What you will do. All of the data below is to be output without alteration.

Records contained in a dataset:

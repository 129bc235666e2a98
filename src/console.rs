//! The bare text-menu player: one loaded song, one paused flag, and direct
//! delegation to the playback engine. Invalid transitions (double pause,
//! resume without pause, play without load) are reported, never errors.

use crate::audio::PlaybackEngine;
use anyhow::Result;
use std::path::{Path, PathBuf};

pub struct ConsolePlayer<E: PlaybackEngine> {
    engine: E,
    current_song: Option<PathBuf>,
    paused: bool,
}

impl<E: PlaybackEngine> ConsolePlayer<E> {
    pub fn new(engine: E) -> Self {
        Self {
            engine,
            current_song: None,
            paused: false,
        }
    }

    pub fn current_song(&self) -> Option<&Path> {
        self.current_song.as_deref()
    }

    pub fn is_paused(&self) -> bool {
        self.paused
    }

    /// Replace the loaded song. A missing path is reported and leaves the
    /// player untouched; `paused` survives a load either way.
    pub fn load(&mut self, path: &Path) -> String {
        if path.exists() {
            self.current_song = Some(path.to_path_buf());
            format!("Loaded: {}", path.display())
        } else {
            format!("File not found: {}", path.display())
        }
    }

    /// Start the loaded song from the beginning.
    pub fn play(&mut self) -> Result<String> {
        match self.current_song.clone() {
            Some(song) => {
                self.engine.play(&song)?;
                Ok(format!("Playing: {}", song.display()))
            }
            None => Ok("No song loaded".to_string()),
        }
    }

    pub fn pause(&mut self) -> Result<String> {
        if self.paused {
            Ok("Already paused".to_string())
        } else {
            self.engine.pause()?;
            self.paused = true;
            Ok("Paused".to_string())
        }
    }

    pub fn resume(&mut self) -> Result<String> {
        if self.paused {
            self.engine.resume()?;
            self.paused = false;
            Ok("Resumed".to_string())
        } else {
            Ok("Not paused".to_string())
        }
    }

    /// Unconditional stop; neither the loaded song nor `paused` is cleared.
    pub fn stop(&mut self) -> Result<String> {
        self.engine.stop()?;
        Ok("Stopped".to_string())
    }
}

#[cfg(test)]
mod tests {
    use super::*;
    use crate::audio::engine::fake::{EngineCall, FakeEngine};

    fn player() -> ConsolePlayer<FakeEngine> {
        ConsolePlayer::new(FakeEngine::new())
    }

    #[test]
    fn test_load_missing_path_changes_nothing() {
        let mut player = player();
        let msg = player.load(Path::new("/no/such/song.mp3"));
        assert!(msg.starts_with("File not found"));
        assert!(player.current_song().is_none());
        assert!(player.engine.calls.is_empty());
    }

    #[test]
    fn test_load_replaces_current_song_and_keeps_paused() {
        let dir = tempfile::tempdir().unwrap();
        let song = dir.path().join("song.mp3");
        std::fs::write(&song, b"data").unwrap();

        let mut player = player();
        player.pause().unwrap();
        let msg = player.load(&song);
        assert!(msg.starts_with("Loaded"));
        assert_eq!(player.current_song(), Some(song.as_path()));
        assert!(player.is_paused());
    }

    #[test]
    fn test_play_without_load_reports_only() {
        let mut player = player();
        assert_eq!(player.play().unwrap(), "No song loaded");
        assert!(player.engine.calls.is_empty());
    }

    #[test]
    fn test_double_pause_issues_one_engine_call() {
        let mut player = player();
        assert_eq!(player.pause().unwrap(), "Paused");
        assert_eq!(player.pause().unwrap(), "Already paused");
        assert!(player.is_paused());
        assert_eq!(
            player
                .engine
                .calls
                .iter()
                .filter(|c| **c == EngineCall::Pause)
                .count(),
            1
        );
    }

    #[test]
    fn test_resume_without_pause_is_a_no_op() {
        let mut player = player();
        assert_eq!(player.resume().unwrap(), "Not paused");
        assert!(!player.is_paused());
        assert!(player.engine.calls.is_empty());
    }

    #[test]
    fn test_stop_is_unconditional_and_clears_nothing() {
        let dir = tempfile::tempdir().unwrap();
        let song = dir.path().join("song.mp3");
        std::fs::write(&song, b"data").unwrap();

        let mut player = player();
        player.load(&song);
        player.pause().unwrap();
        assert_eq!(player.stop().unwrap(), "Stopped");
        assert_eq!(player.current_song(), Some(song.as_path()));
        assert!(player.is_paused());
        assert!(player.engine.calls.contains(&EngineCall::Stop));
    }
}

Result below.
repository 129bc235666e2a98
filename src/console.rs
//! The bare text-menu player: one loaded song, one paused flag, and direct
//! delegation to the playback engine. Invalid transitions (double pause,
//! resume without pause, play without load) are reported, never errors.

use crate::audio::PlaybackEngine;
use anyhow::Result;
use std::path::{Path, PathBuf};

pub struct ConsolePlayer<E: PlaybackEngine> {
    engine: E,
    current_song: Option<PathBuf>,
    paused: bool,
}

impl<E: PlaybackEngine> ConsolePlayer<E> {
    pub fn new(engine: E) -> Self {
        Self {
            engine,
            current_song: None,
            paused: false,
        }
    }

    pub fn current_song(&self) -> Option<&Path> {
        self.current_song.as_deref()
    }

    pub fn is_paused(&self) -> bool {
        self.paused
    }

    /// Replace the loaded song. A missing path is reported and leaves the
    /// player untouched; `paused` survives a load either way.
    pub fn load(&mut self, path: &Path) -> String {
        if path.exists() {
            self.current_song = Some(path.to_path_buf());
            format!("Loaded: {}", path.display())
        } else {
            format!("File not found: {}", path.display())
        }
    }

    /// Start the loaded song from the beginning.
    pub fn play(&mut self) -> Result<String> {
        match self.current_song.clone() {
            Some(song) => {
                self.engine.play(&song)?;
                Ok(format!("Playing: {}", song.display()))
            }
            None => Ok("No song loaded".to_string()),
        }
    }

    pub fn pause(&mut self) -> Result<String> {
        if self.paused {
            Ok("Already paused".to_string())
        } else {
            self.engine.pause()?;
            self.paused = true;
            Ok("Paused".to_string())
        }
    }

    pub fn resume(&mut self) -> Result<String> {
        if self.paused {
            self.engine.resume()?;
            self.paused = false;
            Ok("Resumed".to_string())
        } else {
            Ok("Not paused".to_string())
        }
    }

    /// Unconditional stop; neither the loaded song nor `paused` is cleared.
    pub fn stop(&mut self) -> Result<String> {
        self.engine.stop()?;
        Ok("Stopped".to_string())
    }
}

#[cfg(test)]
mod tests {
    use super::*;
    use crate::audio::engine::fake::{EngineCall, FakeEngine};

    fn player() -> ConsolePlayer<FakeEngine> {
        ConsolePlayer::new(FakeEngine::new())
    }

    #[test]
    fn test_load_missing_path_changes_nothing() {
        let mut player = player();
        let msg = player.load(Path::new("/no/such/song.mp3"));
        assert!(msg.starts_with("File not found"));
        assert!(player.current_song().is_none());
        assert!(player.engine.calls.is_empty());
    }

    #[test]
    fn test_load_replaces_current_song_and_keeps_paused() {
        let dir = tempfile::tempdir().unwrap();
        let song = dir.path().join("song.mp3");
        std::fs::write(&song, b"data").unwrap();

        let mut player = player();
        player.pause().unwrap();
        let msg = player.load(&song);
        assert!(msg.starts_with("Loaded"));
        assert_eq!(player.current_song(), Some(song.as_path()));
        assert!(player.is_paused());
    }

    #[test]
    fn test_play_without_load_reports_only() {
        let mut player = player();
        assert_eq!(player.play().unwrap(), "No song loaded");
        assert!(player.engine.calls.is_empty());
    }

    #[test]
    fn test_double_pause_issues_one_engine_call() {
        let mut player = player();
        assert_eq!(player.pause().unwrap(), "Paused");
        assert_eq!(player.pause().unwrap(), "Already paused");
        assert!(player.is_paused());
        assert_eq!(
            player
                .engine
                .calls
                .iter()
                .filter(|c| **c == EngineCall::Pause)
                .count(),
            1
        );
    }

    #[test]
    fn test_resume_without_pause_is_a_no_op() {
        let mut player = player();
        assert_eq!(player.resume().unwrap(), "Not paused");
        assert!(!player.is_paused());
        assert!(player.engine.calls.is_empty());
    }

    #[test]
    fn test_stop_is_unconditional_and_clears_nothing() {
        let dir = tempfile::tempdir().unwrap();
        let song = dir.path().join("song.mp3");
        std::fs::write(&song, b"data").unwrap();

        let mut player = player();
        player.load(&song);
        player.pause().unwrap();
        assert_eq!(player.stop().unwrap(), "Stopped");
        assert_eq!(player.current_song(), Some(song.as_path()));
        assert!(player.is_paused());
        assert!(player.engine.calls.contains(&EngineCall::Stop));
    }
}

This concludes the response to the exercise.